» **Work request**: Those lines of the records that contain "timestamps" are to be located and copied.

Extracted records

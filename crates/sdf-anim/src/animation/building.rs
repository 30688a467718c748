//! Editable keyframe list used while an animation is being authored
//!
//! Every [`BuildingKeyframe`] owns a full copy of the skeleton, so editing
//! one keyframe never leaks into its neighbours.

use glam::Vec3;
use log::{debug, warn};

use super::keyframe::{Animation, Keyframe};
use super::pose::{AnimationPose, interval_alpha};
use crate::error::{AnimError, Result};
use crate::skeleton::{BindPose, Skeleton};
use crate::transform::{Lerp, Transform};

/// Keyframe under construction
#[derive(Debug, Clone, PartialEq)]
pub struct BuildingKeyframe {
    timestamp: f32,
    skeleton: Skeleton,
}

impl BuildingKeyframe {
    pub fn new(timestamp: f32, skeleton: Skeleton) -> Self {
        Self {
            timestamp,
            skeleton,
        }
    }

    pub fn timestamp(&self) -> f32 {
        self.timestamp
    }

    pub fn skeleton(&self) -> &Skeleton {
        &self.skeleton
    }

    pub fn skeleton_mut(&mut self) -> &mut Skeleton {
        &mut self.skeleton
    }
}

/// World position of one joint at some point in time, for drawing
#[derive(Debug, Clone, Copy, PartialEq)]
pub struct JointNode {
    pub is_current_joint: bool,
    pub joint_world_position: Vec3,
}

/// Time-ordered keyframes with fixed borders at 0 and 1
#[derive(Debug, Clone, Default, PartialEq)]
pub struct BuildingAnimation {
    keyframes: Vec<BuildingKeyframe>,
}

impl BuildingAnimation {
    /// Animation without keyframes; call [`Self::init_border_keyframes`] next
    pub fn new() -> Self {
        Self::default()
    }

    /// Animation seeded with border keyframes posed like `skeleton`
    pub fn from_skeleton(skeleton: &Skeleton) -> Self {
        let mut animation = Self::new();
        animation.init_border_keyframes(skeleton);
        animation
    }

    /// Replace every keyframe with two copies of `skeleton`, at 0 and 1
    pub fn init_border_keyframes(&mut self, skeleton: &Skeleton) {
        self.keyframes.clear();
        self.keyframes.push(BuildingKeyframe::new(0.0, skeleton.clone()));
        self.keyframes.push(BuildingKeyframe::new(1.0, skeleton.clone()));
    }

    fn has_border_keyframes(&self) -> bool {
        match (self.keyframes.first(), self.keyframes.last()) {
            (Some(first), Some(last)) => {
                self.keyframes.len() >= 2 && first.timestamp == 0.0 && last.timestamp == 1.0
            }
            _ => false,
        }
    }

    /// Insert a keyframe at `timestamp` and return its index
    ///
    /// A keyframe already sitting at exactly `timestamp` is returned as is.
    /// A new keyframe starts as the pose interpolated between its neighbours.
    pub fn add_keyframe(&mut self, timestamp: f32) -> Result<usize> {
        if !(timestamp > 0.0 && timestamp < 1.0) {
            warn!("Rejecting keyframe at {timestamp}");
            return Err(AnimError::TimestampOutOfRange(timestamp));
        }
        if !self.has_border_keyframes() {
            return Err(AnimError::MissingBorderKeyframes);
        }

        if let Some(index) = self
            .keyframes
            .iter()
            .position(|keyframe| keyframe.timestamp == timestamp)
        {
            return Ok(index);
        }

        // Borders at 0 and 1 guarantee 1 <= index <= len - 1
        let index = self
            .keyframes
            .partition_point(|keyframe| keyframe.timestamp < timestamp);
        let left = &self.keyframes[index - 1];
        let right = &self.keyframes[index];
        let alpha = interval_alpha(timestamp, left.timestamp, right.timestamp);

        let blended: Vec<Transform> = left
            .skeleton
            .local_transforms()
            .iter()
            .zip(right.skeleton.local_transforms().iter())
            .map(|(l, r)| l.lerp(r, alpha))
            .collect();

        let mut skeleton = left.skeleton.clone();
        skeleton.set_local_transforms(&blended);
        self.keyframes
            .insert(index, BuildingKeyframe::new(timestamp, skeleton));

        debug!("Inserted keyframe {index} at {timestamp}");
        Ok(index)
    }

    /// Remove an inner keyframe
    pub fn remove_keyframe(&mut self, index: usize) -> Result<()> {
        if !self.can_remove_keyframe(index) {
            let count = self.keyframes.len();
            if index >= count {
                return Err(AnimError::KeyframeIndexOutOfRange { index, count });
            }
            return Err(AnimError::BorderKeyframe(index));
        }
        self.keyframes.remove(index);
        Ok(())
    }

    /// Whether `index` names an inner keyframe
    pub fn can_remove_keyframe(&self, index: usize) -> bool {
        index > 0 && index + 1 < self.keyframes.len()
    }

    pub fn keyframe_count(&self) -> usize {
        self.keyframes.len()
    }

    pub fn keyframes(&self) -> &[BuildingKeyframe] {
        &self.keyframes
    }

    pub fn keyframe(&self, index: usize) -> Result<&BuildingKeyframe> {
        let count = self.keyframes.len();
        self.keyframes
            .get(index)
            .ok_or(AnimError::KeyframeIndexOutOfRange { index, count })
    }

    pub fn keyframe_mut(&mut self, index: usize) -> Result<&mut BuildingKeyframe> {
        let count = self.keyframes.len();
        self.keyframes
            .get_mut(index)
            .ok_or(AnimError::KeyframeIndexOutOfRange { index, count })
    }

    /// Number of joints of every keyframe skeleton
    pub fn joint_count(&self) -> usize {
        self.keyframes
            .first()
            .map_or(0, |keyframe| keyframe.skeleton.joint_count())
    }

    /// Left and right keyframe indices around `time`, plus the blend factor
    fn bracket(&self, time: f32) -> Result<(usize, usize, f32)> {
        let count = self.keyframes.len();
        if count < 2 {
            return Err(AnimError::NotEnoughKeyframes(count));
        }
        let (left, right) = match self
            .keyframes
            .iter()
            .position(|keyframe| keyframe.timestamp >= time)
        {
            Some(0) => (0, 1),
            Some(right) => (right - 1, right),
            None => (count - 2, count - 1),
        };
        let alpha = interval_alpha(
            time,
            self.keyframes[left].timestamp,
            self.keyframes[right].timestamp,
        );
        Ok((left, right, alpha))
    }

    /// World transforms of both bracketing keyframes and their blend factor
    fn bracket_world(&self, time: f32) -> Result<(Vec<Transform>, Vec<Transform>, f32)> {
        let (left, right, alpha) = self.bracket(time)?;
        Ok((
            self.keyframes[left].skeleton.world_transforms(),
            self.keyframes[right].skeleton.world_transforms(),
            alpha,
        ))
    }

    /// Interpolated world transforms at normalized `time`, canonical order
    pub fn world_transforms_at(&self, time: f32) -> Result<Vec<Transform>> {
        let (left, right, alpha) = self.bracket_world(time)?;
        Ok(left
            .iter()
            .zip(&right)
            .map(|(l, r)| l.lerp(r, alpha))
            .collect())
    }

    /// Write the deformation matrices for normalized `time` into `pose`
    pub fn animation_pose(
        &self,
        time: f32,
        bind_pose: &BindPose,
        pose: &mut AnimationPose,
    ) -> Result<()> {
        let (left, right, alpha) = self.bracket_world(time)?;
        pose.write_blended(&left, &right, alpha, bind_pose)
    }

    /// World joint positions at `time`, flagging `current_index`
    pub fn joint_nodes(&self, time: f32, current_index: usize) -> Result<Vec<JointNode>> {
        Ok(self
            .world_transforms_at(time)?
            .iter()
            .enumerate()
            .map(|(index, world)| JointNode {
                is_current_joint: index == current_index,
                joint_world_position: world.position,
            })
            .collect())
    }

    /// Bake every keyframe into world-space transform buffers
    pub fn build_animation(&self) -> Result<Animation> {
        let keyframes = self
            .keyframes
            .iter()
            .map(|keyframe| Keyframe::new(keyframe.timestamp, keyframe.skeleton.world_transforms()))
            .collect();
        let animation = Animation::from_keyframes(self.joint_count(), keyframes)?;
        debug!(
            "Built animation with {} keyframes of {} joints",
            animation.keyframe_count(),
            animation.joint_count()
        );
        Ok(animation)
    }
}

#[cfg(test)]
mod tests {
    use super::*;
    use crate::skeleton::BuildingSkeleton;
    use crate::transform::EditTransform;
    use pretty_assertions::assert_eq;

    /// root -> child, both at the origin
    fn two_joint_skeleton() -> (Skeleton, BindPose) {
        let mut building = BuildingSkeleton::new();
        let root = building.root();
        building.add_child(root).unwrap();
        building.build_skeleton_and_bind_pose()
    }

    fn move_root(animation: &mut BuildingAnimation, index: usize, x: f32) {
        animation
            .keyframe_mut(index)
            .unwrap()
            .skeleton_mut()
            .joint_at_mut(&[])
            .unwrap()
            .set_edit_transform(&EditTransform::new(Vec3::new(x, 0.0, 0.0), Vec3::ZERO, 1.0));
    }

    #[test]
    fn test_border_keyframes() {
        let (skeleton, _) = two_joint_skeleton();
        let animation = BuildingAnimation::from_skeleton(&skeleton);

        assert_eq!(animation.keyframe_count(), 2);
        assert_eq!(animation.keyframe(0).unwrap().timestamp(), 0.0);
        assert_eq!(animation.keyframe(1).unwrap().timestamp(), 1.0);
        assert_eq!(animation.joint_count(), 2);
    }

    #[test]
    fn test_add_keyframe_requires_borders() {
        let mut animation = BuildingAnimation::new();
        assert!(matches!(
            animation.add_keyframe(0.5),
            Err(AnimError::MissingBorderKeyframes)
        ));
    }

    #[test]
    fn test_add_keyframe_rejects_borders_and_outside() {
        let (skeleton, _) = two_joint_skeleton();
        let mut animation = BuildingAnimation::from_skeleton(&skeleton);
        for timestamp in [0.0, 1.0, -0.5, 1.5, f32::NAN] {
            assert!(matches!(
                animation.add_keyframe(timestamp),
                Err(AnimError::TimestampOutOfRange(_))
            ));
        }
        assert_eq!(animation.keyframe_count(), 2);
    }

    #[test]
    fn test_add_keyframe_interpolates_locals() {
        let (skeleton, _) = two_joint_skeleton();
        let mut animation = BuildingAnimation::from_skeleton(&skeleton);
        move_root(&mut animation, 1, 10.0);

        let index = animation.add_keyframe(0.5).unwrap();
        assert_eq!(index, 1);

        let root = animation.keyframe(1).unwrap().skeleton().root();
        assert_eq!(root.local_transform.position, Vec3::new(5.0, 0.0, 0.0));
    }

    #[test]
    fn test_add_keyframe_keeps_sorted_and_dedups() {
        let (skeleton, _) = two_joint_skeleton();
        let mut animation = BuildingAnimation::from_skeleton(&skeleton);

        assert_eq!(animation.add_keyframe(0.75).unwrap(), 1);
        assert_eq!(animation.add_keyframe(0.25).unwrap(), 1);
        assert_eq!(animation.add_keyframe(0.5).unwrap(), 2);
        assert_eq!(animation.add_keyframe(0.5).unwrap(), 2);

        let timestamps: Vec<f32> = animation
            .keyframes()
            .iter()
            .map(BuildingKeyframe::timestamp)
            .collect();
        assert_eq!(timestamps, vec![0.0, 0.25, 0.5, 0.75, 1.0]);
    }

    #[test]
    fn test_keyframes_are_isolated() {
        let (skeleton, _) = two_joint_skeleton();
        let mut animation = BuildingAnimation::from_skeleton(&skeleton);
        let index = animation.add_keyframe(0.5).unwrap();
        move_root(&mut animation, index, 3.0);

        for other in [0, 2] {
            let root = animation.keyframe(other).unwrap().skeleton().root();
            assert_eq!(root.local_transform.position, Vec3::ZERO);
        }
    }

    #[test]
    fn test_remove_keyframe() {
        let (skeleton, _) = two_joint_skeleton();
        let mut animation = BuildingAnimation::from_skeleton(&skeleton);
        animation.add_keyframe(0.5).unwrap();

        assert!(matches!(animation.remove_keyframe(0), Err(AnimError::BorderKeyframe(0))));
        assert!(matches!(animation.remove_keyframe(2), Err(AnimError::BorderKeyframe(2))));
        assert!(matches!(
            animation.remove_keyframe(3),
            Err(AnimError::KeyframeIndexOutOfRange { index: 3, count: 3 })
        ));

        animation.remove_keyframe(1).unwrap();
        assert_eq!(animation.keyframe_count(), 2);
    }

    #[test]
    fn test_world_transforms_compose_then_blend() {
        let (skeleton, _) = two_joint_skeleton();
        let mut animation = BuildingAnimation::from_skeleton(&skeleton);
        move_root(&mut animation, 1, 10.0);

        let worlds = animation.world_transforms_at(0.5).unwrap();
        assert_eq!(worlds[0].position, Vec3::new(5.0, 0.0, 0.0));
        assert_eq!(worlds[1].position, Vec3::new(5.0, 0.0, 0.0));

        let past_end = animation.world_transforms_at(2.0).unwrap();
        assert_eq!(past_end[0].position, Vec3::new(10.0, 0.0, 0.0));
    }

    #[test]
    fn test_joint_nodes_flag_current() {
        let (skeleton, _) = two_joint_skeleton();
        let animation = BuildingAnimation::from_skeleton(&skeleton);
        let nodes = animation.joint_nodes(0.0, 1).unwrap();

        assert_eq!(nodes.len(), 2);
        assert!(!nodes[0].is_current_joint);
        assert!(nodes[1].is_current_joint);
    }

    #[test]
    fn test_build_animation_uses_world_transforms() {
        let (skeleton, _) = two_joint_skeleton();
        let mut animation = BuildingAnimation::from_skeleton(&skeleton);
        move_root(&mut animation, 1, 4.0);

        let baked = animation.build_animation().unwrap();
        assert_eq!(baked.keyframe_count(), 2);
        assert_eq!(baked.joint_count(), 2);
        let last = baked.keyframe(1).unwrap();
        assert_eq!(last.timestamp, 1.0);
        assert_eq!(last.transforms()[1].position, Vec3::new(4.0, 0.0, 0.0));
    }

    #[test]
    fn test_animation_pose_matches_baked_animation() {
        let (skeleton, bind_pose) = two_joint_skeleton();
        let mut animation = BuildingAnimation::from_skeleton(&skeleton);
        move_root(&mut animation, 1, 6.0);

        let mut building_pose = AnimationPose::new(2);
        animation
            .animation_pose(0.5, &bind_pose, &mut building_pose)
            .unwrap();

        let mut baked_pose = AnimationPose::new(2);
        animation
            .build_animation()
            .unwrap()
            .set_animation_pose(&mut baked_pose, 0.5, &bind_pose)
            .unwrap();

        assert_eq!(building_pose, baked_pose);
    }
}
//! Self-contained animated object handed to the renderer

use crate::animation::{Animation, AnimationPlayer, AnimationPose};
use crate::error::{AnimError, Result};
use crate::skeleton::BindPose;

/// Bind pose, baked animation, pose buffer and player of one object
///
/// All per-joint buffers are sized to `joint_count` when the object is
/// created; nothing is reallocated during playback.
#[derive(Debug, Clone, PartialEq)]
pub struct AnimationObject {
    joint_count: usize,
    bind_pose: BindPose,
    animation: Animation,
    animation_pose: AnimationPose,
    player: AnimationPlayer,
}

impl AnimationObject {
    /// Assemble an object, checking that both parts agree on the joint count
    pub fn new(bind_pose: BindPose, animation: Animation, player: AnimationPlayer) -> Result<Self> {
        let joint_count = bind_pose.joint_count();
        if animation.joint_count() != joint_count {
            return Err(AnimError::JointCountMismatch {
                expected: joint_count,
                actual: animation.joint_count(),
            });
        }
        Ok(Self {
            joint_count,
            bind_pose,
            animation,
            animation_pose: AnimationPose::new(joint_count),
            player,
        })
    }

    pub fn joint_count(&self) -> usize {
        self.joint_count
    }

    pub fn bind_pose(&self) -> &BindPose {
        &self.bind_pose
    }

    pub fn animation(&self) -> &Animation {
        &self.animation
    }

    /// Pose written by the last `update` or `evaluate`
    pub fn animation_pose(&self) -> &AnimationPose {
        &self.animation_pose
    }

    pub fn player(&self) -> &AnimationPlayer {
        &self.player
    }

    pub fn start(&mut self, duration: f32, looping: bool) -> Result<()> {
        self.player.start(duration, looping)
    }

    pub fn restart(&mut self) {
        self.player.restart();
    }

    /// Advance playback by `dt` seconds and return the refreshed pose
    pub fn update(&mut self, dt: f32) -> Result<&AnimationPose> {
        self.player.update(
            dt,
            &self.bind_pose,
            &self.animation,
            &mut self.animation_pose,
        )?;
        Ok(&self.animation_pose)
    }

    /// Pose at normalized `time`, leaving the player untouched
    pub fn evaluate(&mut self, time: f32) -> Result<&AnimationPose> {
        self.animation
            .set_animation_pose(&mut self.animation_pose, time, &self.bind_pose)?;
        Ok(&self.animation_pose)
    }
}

--

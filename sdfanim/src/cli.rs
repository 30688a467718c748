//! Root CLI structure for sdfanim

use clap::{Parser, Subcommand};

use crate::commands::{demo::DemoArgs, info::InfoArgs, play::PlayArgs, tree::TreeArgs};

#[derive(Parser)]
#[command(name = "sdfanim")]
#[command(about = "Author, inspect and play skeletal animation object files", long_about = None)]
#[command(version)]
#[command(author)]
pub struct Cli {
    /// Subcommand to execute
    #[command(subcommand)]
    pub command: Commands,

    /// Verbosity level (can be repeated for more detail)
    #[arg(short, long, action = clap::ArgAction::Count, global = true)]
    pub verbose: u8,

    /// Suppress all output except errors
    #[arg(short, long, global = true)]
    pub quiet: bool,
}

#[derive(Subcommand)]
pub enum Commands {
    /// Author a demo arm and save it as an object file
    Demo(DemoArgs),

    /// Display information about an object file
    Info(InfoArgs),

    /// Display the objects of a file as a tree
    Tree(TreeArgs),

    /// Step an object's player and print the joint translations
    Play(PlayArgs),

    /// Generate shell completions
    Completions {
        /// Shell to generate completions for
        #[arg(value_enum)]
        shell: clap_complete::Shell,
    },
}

» **Task response**:
        let timestamps: Vec<f32> = animation
        assert_eq!(timestamps, vec![0.0, 0.25, 0.5, 0.75, 1.0]);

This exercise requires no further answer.